Go line by line through the entries and show those that hold the string "OrderAccepted".

####

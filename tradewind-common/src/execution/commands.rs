//! Trading commands routed from strategies through the execution engine to
//! a venue adapter.

use chrono::{DateTime, Utc};
use serde::{Deserialize, Serialize};
use uuid::Uuid;

use crate::identifiers::{AccountId, OrderId, PositionId, StrategyId, TraderId};
use crate::orders::{BracketOrder, Order};
use crate::types::{Price, Quantity};

/// Request the venue's current account state.
#[derive(Debug, Clone, PartialEq, Eq, Serialize, Deserialize)]
pub struct AccountInquiry {
    pub trader_id: TraderId,
    pub account_id: AccountId,
    pub id: Uuid,
    pub timestamp: DateTime<Utc>,
}

/// Submit a single order under a logical position id.
#[derive(Debug, Clone, PartialEq, Eq, Serialize, Deserialize)]
pub struct SubmitOrder {
    pub trader_id: TraderId,
    pub account_id: AccountId,
    pub strategy_id: StrategyId,
    pub position_id: PositionId,
    pub order: Order,
    pub id: Uuid,
    pub timestamp: DateTime<Utc>,
}

/// Submit a bracket: entry plus OCO children, all under one position id.
#[derive(Debug, Clone, PartialEq, Eq, Serialize, Deserialize)]
pub struct SubmitBracketOrder {
    pub trader_id: TraderId,
    pub account_id: AccountId,
    pub strategy_id: StrategyId,
    pub position_id: PositionId,
    pub bracket_order: BracketOrder,
    pub id: Uuid,
    pub timestamp: DateTime<Utc>,
}

/// Modify a working order's price and quantity.
#[derive(Debug, Clone, PartialEq, Eq, Serialize, Deserialize)]
pub struct ModifyOrder {
    pub trader_id: TraderId,
    pub account_id: AccountId,
    pub order_id: OrderId,
    pub modified_quantity: Quantity,
    pub modified_price: Price,
    pub id: Uuid,
    pub timestamp: DateTime<Utc>,
}

/// Cancel a working order.
#[derive(Debug, Clone, PartialEq, Eq, Serialize, Deserialize)]
pub struct CancelOrder {
    pub trader_id: TraderId,
    pub account_id: AccountId,
    pub order_id: OrderId,
    pub cancel_reason: String,
    pub id: Uuid,
    pub timestamp: DateTime<Utc>,
}

/// Tagged union over trading commands.
#[derive(Debug, Clone, PartialEq, Eq, Serialize, Deserialize)]
#[serde(tag = "type")]
pub enum TradingCommand {
    AccountInquiry(AccountInquiry),
    SubmitOrder(SubmitOrder),
    SubmitBracketOrder(SubmitBracketOrder),
    ModifyOrder(ModifyOrder),
    CancelOrder(CancelOrder),
}

impl TradingCommand {
    pub fn id(&self) -> Uuid {
        match self {
            TradingCommand::AccountInquiry(c) => c.id,
            TradingCommand::SubmitOrder(c) => c.id,
            TradingCommand::SubmitBracketOrder(c) => c.id,
            TradingCommand::ModifyOrder(c) => c.id,
            TradingCommand::CancelOrder(c) => c.id,
        }
    }

    pub fn timestamp(&self) -> DateTime<Utc> {
        match self {
            TradingCommand::AccountInquiry(c) => c.timestamp,
            TradingCommand::SubmitOrder(c) => c.timestamp,
            TradingCommand::SubmitBracketOrder(c) => c.timestamp,
            TradingCommand::ModifyOrder(c) => c.timestamp,
            TradingCommand::CancelOrder(c) => c.timestamp,
        }
    }

    /// Name used as the `Type` label on the wire.
    pub fn type_name(&self) -> &'static str {
        match self {
            TradingCommand::AccountInquiry(_) => "AccountInquiry",
            TradingCommand::SubmitOrder(_) => "SubmitOrder",
            TradingCommand::SubmitBracketOrder(_) => "SubmitBracketOrder",
            TradingCommand::ModifyOrder(_) => "ModifyOrder",
            TradingCommand::CancelOrder(_) => "CancelOrder",
        }
    }
}
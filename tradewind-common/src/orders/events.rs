//! Order lifecycle events.
//!
//! Each state change is represented by an event struct; `OrderEventAny` is
//! the tagged union routed through the execution engine. Event identifiers
//! and timestamps are supplied by the caller so that replays are
//! reproducible.
//!
//! Fill events carry the quantity and price of *that* execution
//! (`filled_quantity`, `average_price`); the order accumulates them into its
//! own cumulative totals when the event is applied.

use chrono::{DateTime, Utc};
use serde::{Deserialize, Serialize};
use uuid::Uuid;

use super::types::{OrderSide, OrderType, TimeInForce};
use crate::identifiers::{
    AccountId, ExecutionId, OrderId, OrderIdBroker, PositionIdBroker, Symbol,
};
use crate::types::{Currency, Price, Quantity};

/// The order failed pre-submission validation.
#[derive(Debug, Clone, PartialEq, Eq, Serialize, Deserialize)]
pub struct OrderInvalid {
    pub order_id: OrderId,
    pub reason: String,
    pub id: Uuid,
    pub timestamp: DateTime<Utc>,
}

/// The order was denied by a pre-trade risk check.
#[derive(Debug, Clone, PartialEq, Eq, Serialize, Deserialize)]
pub struct OrderDenied {
    pub order_id: OrderId,
    pub reason: String,
    pub id: Uuid,
    pub timestamp: DateTime<Utc>,
}

/// The order was submitted to the venue.
#[derive(Debug, Clone, PartialEq, Eq, Serialize, Deserialize)]
pub struct OrderSubmitted {
    pub order_id: OrderId,
    pub account_id: AccountId,
    pub submitted_time: DateTime<Utc>,
    pub id: Uuid,
    pub timestamp: DateTime<Utc>,
}

/// The venue acknowledged the order.
#[derive(Debug, Clone, PartialEq, Eq, Serialize, Deserialize)]
pub struct OrderAccepted {
    pub order_id: OrderId,
    pub account_id: AccountId,
    pub accepted_time: DateTime<Utc>,
    pub id: Uuid,
    pub timestamp: DateTime<Utc>,
}

/// The venue rejected the order.
#[derive(Debug, Clone, PartialEq, Eq, Serialize, Deserialize)]
pub struct OrderRejected {
    pub order_id: OrderId,
    pub account_id: AccountId,
    pub rejected_time: DateTime<Utc>,
    pub reason: String,
    pub id: Uuid,
    pub timestamp: DateTime<Utc>,
}

/// The order is resting on the venue, eligible to fill.
#[derive(Debug, Clone, PartialEq, Eq, Serialize, Deserialize)]
pub struct OrderWorking {
    pub order_id: OrderId,
    pub order_id_broker: OrderIdBroker,
    pub account_id: AccountId,
    pub symbol: Symbol,
    pub side: OrderSide,
    pub order_type: OrderType,
    pub quantity: Quantity,
    pub price: Price,
    pub time_in_force: TimeInForce,
    pub expire_time: Option<DateTime<Utc>>,
    pub working_time: DateTime<Utc>,
    pub id: Uuid,
    pub timestamp: DateTime<Utc>,
}

/// The venue applied a modification to a working order.
#[derive(Debug, Clone, PartialEq, Eq, Serialize, Deserialize)]
pub struct OrderModified {
    pub order_id: OrderId,
    pub order_id_broker: OrderIdBroker,
    pub account_id: AccountId,
    pub modified_quantity: Quantity,
    pub modified_price: Price,
    pub modified_time: DateTime<Utc>,
    pub id: Uuid,
    pub timestamp: DateTime<Utc>,
}

/// The order was cancelled.
#[derive(Debug, Clone, PartialEq, Eq, Serialize, Deserialize)]
pub struct OrderCancelled {
    pub order_id: OrderId,
    pub account_id: AccountId,
    pub cancelled_time: DateTime<Utc>,
    pub id: Uuid,
    pub timestamp: DateTime<Utc>,
}

/// A cancel or modify request was refused. Never applied to the order FSM;
/// routed to the owning strategy only.
#[derive(Debug, Clone, PartialEq, Eq, Serialize, Deserialize)]
pub struct OrderCancelReject {
    pub order_id: OrderId,
    pub account_id: AccountId,
    pub rejected_time: DateTime<Utc>,
    pub response_to: String,
    pub reason: String,
    pub id: Uuid,
    pub timestamp: DateTime<Utc>,
}

/// The order expired on the venue.
#[derive(Debug, Clone, PartialEq, Eq, Serialize, Deserialize)]
pub struct OrderExpired {
    pub order_id: OrderId,
    pub account_id: AccountId,
    pub expired_time: DateTime<Utc>,
    pub id: Uuid,
    pub timestamp: DateTime<Utc>,
}

/// Part of the order quantity executed.
#[derive(Debug, Clone, PartialEq, Eq, Serialize, Deserialize)]
pub struct OrderPartiallyFilled {
    pub order_id: OrderId,
    pub account_id: AccountId,
    pub execution_id: ExecutionId,
    pub position_id_broker: PositionIdBroker,
    pub symbol: Symbol,
    pub side: OrderSide,
    /// Quantity of this execution.
    pub filled_quantity: Quantity,
    /// Quantity still working after this execution.
    pub leaves_quantity: Quantity,
    /// Execution price of this fill.
    pub average_price: Price,
    pub quote_currency: Currency,
    pub execution_time: DateTime<Utc>,
    pub id: Uuid,
    pub timestamp: DateTime<Utc>,
}

/// The order executed completely.
#[derive(Debug, Clone, PartialEq, Eq, Serialize, Deserialize)]
pub struct OrderFilled {
    pub order_id: OrderId,
    pub account_id: AccountId,
    pub execution_id: ExecutionId,
    pub position_id_broker: PositionIdBroker,
    pub symbol: Symbol,
    pub side: OrderSide,
    /// Quantity of this execution.
    pub filled_quantity: Quantity,
    /// Execution price of this fill.
    pub average_price: Price,
    pub quote_currency: Currency,
    pub execution_time: DateTime<Utc>,
    pub id: Uuid,
    pub timestamp: DateTime<Utc>,
}

/// Tagged union over all order events.
#[derive(Debug, Clone, PartialEq, Eq, Serialize, Deserialize)]
#[serde(tag = "type")]
pub enum OrderEventAny {
    Invalid(OrderInvalid),
    Denied(OrderDenied),
    Submitted(OrderSubmitted),
    Accepted(OrderAccepted),
    Rejected(OrderRejected),
    Working(OrderWorking),
    Modified(OrderModified),
    Cancelled(OrderCancelled),
    CancelReject(OrderCancelReject),
    Expired(OrderExpired),
    PartiallyFilled(OrderPartiallyFilled),
    Filled(OrderFilled),
}

/// A borrowed view over the two fill event kinds, used by position
/// aggregation.
#[derive(Debug, Clone, Copy)]
pub struct FillView<'a> {
    pub order_id: &'a OrderId,
    pub execution_id: &'a ExecutionId,
    pub position_id_broker: &'a PositionIdBroker,
    pub symbol: &'a Symbol,
    pub side: OrderSide,
    pub quantity: Quantity,
    pub price: Price,
    pub quote_currency: Currency,
    pub execution_time: DateTime<Utc>,
}

impl OrderEventAny {
    pub fn order_id(&self) -> &OrderId {
        match self {
            OrderEventAny::Invalid(e) => &e.order_id,
            OrderEventAny::Denied(e) => &e.order_id,
            OrderEventAny::Submitted(e) => &e.order_id,
            OrderEventAny::Accepted(e) => &e.order_id,
            OrderEventAny::Rejected(e) => &e.order_id,
            OrderEventAny::Working(e) => &e.order_id,
            OrderEventAny::Modified(e) => &e.order_id,
            OrderEventAny::Cancelled(e) => &e.order_id,
            OrderEventAny::CancelReject(e) => &e.order_id,
            OrderEventAny::Expired(e) => &e.order_id,
            OrderEventAny::PartiallyFilled(e) => &e.order_id,
            OrderEventAny::Filled(e) => &e.order_id,
        }
    }

    pub fn event_id(&self) -> Uuid {
        match self {
            OrderEventAny::Invalid(e) => e.id,
            OrderEventAny::Denied(e) => e.id,
            OrderEventAny::Submitted(e) => e.id,
            OrderEventAny::Accepted(e) => e.id,
            OrderEventAny::Rejected(e) => e.id,
            OrderEventAny::Working(e) => e.id,
            OrderEventAny::Modified(e) => e.id,
            OrderEventAny::Cancelled(e) => e.id,
            OrderEventAny::CancelReject(e) => e.id,
            OrderEventAny::Expired(e) => e.id,
            OrderEventAny::PartiallyFilled(e) => e.id,
            OrderEventAny::Filled(e) => e.id,
        }
    }

    pub fn timestamp(&self) -> DateTime<Utc> {
        match self {
            OrderEventAny::Invalid(e) => e.timestamp,
            OrderEventAny::Denied(e) => e.timestamp,
            OrderEventAny::Submitted(e) => e.timestamp,
            OrderEventAny::Accepted(e) => e.timestamp,
            OrderEventAny::Rejected(e) => e.timestamp,
            OrderEventAny::Working(e) => e.timestamp,
            OrderEventAny::Modified(e) => e.timestamp,
            OrderEventAny::Cancelled(e) => e.timestamp,
            OrderEventAny::CancelReject(e) => e.timestamp,
            OrderEventAny::Expired(e) => e.timestamp,
            OrderEventAny::PartiallyFilled(e) => e.timestamp,
            OrderEventAny::Filled(e) => e.timestamp,
        }
    }

    /// Name used as the `Type` label on the wire.
    pub fn type_name(&self) -> &'static str {
        match self {
            OrderEventAny::Invalid(_) => "OrderInvalid",
            OrderEventAny::Denied(_) => "OrderDenied",
            OrderEventAny::Submitted(_) => "OrderSubmitted",
            OrderEventAny::Accepted(_) => "OrderAccepted",
            OrderEventAny::Rejected(_) => "OrderRejected",
            OrderEventAny::Working(_) => "OrderWorking",
            OrderEventAny::Modified(_) => "OrderModified",
            OrderEventAny::Cancelled(_) => "OrderCancelled",
            OrderEventAny::CancelReject(_) => "OrderCancelReject",
            OrderEventAny::Expired(_) => "OrderExpired",
            OrderEventAny::PartiallyFilled(_) => "OrderPartiallyFilled",
            OrderEventAny::Filled(_) => "OrderFilled",
        }
    }

    pub fn is_fill(&self) -> bool {
        matches!(
            self,
            OrderEventAny::PartiallyFilled(_) | OrderEventAny::Filled(_)
        )
    }

    /// Uniform view over `Filled` and `PartiallyFilled`.
    pub fn as_fill(&self) -> Option<FillView<'_>> {
        match self {
            OrderEventAny::Filled(e) => Some(FillView {
                order_id: &e.order_id,
                execution_id: &e.execution_id,
                position_id_broker: &e.position_id_broker,
                symbol: &e.symbol,
                side: e.side,
                quantity: e.filled_quantity,
                price: e.average_price,
                quote_currency: e.quote_currency,
                execution_time: e.execution_time,
            }),
            OrderEventAny::PartiallyFilled(e) => Some(FillView {
                order_id: &e.order_id,
                execution_id: &e.execution_id,
                position_id_broker: &e.position_id_broker,
                symbol: &e.symbol,
                side: e.side,
                quantity: e.filled_quantity,
                price: e.average_price,
                quote_currency: e.quote_currency,
                execution_time: e.execution_time,
            }),
            _ => None,
        }
    }
}

impl From<OrderInvalid> for OrderEventAny {
    fn from(e: OrderInvalid) -> Self {
        OrderEventAny::Invalid(e)
    }
}

impl From<OrderDenied> for OrderEventAny {
    fn from(e: OrderDenied) -> Self {
        OrderEventAny::Denied(e)
    }
}

impl From<OrderSubmitted> for OrderEventAny {
    fn from(e: OrderSubmitted) -> Self {
        OrderEventAny::Submitted(e)
    }
}

impl From<OrderAccepted> for OrderEventAny {
    fn from(e: OrderAccepted) -> Self {
        OrderEventAny::Accepted(e)
    }
}

impl From<OrderRejected> for OrderEventAny {
    fn from(e: OrderRejected) -> Self {
        OrderEventAny::Rejected(e)
    }
}

impl From<OrderWorking> for OrderEventAny {
    fn from(e: OrderWorking) -> Self {
        OrderEventAny::Working(e)
    }
}

impl From<OrderModified> for OrderEventAny {
    fn from(e: OrderModified) -> Self {
        OrderEventAny::Modified(e)
    }
}

impl From<OrderCancelled> for OrderEventAny {
    fn from(e: OrderCancelled) -> Self {
        OrderEventAny::Cancelled(e)
    }
}

impl From<OrderCancelReject> for OrderEventAny {
    fn from(e: OrderCancelReject) -> Self {
        OrderEventAny::CancelReject(e)
    }
}

impl From<OrderExpired> for OrderEventAny {
    fn from(e: OrderExpired) -> Self {
        OrderEventAny::Expired(e)
    }
}

impl From<OrderPartiallyFilled> for OrderEventAny {
    fn from(e: OrderPartiallyFilled) -> Self {
        OrderEventAny::PartiallyFilled(e)
    }
}

impl From<OrderFilled> for OrderEventAny {
    fn from(e: OrderFilled) -> Self {
        OrderEventAny::Filled(e)
    }
}

#[cfg(test)]
mod tests {
    use super::*;
    use chrono::TimeZone;
    use rust_decimal_macros::dec;

    fn unix_epoch() -> DateTime<Utc> {
        Utc.timestamp_opt(0, 0).unwrap()
    }

    fn filled_event() -> OrderFilled {
        OrderFilled {
            order_id: OrderId::from("O-1"),
            account_id: AccountId::from("FXCM-123456"),
            execution_id: ExecutionId::from("E-1"),
            position_id_broker: PositionIdBroker::from("ET-1"),
            symbol: Symbol::new("AUDUSD", "FXCM").unwrap(),
            side: OrderSide::Buy,
            filled_quantity: Quantity::from_units(100_000),
            average_price: Price::new(dec!(1.00001), 5).unwrap(),
            quote_currency: Currency::Usd,
            execution_time: unix_epoch(),
            id: Uuid::from_u128(1),
            timestamp: unix_epoch(),
        }
    }

    #[test]
    fn fill_view_unifies_fill_kinds() {
        let event: OrderEventAny = filled_event().into();
        assert!(event.is_fill());
        let fill = event.as_fill().unwrap();
        assert_eq!(fill.order_id.as_str(), "O-1");
        assert_eq!(fill.quantity, Quantity::from_units(100_000));
        assert_eq!(fill.price.as_decimal(), dec!(1.00001));
    }

    #[test]
    fn non_fill_events_have_no_fill_view() {
        let event: OrderEventAny = OrderSubmitted {
            order_id: OrderId::from("O-1"),
            account_id: AccountId::from("FXCM-123456"),
            submitted_time: unix_epoch(),
            id: Uuid::from_u128(2),
            timestamp: unix_epoch(),
        }
        .into();
        assert!(!event.is_fill());
        assert!(event.as_fill().is_none());
        assert_eq!(event.type_name(), "OrderSubmitted");
        assert_eq!(event.order_id().as_str(), "O-1");
    }
}
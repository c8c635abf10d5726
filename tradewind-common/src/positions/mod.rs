//! Position domain: the net-inventory aggregator and derived position
//! events.

mod events;
mod position;

pub use events::{PositionClosed, PositionEventAny, PositionModified, PositionOpened};
pub use position::{MarketPosition, Position};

####

Reply:
pub struct OrderAccepted {
    Accepted(OrderAccepted),
            OrderEventAny::Accepted(_) => "OrderAccepted",
impl From<OrderAccepted> for OrderEventAny {
    fn from(e: OrderAccepted) -> Self {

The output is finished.